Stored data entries
>>>>>

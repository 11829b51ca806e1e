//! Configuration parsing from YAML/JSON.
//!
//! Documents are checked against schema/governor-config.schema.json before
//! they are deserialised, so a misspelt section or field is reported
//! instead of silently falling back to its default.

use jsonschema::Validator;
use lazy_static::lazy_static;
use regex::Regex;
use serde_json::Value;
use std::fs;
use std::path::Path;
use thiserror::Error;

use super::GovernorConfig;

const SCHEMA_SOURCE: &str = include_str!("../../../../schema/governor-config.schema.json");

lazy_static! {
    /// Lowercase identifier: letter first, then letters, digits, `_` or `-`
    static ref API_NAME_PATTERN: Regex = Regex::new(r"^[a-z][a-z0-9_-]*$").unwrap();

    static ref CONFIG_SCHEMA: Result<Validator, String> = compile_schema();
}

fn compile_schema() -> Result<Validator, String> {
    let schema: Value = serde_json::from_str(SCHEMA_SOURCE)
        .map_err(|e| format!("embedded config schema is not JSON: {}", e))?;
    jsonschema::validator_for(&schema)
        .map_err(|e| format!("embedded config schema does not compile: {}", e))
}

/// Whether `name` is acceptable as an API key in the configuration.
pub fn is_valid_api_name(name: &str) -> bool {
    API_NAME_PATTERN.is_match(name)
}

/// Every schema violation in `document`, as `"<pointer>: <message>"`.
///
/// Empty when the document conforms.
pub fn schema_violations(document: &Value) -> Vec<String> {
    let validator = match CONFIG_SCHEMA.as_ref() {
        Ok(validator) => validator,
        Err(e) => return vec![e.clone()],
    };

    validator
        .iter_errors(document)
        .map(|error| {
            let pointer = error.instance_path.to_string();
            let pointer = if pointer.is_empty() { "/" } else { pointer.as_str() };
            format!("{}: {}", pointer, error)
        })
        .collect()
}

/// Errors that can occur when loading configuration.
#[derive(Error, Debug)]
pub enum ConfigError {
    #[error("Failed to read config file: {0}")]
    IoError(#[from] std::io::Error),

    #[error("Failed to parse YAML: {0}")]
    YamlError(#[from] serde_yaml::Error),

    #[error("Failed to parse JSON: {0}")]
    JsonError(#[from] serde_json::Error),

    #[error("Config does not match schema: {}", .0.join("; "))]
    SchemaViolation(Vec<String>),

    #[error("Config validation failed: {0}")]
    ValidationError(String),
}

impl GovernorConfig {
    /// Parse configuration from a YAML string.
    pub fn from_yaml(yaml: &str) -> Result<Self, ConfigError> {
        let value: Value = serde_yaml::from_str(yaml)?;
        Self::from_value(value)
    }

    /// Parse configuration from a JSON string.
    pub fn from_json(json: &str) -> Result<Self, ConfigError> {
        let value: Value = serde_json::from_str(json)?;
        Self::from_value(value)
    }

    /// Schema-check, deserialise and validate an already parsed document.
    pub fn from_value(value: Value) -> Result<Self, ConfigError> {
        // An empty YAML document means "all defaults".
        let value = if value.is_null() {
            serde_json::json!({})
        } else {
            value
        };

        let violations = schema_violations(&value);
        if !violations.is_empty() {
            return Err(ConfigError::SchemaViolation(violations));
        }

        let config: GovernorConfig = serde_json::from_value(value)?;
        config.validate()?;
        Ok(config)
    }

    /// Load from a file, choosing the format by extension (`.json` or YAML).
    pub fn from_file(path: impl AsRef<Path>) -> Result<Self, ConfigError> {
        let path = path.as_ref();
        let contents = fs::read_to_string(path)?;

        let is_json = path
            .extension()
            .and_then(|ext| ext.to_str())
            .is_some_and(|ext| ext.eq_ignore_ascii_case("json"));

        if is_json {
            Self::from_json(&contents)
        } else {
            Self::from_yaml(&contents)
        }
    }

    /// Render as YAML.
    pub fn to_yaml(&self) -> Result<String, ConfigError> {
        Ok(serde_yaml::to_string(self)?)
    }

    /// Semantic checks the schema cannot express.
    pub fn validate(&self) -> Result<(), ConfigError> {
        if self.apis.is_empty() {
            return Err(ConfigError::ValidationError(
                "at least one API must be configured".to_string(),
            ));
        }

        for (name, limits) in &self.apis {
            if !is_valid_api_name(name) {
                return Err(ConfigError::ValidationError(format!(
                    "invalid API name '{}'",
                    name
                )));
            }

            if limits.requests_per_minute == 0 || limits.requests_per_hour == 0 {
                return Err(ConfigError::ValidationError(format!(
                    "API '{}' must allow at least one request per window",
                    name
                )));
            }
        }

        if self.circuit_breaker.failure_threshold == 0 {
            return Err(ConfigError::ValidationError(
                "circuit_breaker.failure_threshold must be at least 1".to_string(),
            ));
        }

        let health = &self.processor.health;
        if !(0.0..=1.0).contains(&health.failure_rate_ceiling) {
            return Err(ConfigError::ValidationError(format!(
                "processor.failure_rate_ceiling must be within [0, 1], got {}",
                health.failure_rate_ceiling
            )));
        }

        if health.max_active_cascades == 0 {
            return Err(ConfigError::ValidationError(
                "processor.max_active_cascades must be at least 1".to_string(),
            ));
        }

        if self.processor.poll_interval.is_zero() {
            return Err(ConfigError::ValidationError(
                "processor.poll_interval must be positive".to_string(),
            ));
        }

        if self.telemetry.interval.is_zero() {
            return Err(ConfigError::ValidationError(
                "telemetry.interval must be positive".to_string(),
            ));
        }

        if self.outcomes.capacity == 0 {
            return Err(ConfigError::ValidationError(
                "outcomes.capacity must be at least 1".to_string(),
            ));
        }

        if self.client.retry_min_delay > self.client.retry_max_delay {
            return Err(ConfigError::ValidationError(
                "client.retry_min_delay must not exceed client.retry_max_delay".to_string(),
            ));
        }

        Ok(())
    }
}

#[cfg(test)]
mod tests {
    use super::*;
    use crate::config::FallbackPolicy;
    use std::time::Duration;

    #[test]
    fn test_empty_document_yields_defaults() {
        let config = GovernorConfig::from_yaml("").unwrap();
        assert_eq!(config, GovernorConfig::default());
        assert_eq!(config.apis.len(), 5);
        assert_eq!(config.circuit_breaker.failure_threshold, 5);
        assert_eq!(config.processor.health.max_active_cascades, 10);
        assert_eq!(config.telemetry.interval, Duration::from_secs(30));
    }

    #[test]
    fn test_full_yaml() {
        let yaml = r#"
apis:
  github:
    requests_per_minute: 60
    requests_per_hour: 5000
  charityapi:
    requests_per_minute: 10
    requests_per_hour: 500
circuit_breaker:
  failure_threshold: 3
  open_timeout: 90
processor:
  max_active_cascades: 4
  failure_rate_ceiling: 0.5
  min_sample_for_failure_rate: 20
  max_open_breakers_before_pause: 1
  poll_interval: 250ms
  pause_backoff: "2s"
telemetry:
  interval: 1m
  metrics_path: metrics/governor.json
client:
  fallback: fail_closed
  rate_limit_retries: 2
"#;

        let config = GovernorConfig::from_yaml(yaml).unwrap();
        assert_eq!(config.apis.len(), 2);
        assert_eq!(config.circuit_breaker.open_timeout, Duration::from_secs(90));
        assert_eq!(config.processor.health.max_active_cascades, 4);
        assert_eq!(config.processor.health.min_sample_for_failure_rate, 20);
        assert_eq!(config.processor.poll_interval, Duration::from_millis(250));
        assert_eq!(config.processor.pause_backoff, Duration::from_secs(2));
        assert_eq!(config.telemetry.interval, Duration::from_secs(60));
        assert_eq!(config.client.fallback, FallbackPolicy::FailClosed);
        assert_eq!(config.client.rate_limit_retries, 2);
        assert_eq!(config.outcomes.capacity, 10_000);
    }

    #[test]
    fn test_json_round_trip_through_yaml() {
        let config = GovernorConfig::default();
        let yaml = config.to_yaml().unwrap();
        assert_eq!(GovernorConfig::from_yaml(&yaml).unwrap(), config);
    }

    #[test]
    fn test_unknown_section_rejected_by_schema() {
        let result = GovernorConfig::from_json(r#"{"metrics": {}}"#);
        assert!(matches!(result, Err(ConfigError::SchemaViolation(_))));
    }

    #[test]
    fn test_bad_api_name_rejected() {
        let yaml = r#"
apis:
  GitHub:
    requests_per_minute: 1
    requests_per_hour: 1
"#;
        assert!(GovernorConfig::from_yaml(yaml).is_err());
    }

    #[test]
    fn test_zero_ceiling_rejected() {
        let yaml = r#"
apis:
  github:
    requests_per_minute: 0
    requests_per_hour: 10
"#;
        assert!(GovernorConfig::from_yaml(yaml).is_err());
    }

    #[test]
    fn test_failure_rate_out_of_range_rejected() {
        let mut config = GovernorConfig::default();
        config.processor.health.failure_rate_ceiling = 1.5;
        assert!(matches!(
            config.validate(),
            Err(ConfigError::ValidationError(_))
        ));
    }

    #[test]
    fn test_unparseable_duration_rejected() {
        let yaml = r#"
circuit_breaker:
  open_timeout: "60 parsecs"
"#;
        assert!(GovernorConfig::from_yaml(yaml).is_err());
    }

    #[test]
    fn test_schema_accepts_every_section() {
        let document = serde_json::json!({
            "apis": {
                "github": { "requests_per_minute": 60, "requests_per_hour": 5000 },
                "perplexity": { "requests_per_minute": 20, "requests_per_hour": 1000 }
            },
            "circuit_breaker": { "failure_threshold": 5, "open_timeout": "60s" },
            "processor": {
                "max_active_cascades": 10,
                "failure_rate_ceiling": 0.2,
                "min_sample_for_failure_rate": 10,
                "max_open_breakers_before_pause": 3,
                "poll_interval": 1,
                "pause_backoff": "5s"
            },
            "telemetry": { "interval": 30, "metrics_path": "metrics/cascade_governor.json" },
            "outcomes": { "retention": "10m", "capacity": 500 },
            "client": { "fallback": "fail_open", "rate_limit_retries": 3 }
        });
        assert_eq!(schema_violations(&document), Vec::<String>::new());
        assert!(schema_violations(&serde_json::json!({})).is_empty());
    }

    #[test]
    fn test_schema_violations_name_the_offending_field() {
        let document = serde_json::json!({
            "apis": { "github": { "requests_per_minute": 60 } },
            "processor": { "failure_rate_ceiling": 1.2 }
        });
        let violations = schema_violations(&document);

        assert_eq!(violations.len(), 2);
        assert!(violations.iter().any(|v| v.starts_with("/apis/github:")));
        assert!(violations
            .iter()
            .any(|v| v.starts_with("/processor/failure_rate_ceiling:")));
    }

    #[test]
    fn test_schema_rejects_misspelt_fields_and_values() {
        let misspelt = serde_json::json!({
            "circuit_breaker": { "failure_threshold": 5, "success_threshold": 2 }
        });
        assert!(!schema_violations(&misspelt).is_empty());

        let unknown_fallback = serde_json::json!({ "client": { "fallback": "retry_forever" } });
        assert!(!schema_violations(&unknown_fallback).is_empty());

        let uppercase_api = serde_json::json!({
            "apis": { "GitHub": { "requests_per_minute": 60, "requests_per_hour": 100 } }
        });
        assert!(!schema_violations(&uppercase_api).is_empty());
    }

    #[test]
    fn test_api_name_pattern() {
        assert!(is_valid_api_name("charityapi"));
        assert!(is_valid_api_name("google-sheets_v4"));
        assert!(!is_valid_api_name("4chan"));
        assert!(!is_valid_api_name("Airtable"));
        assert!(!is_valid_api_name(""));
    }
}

<<<<<

» Your assignment:
The answer must be every line of the records that holds the string "does".

» Solution to this problem:
        .map_err(|e| format!("embedded config schema does not compile: {}", e))
    #[error("Config does not match schema: {}", .0.join("; "))]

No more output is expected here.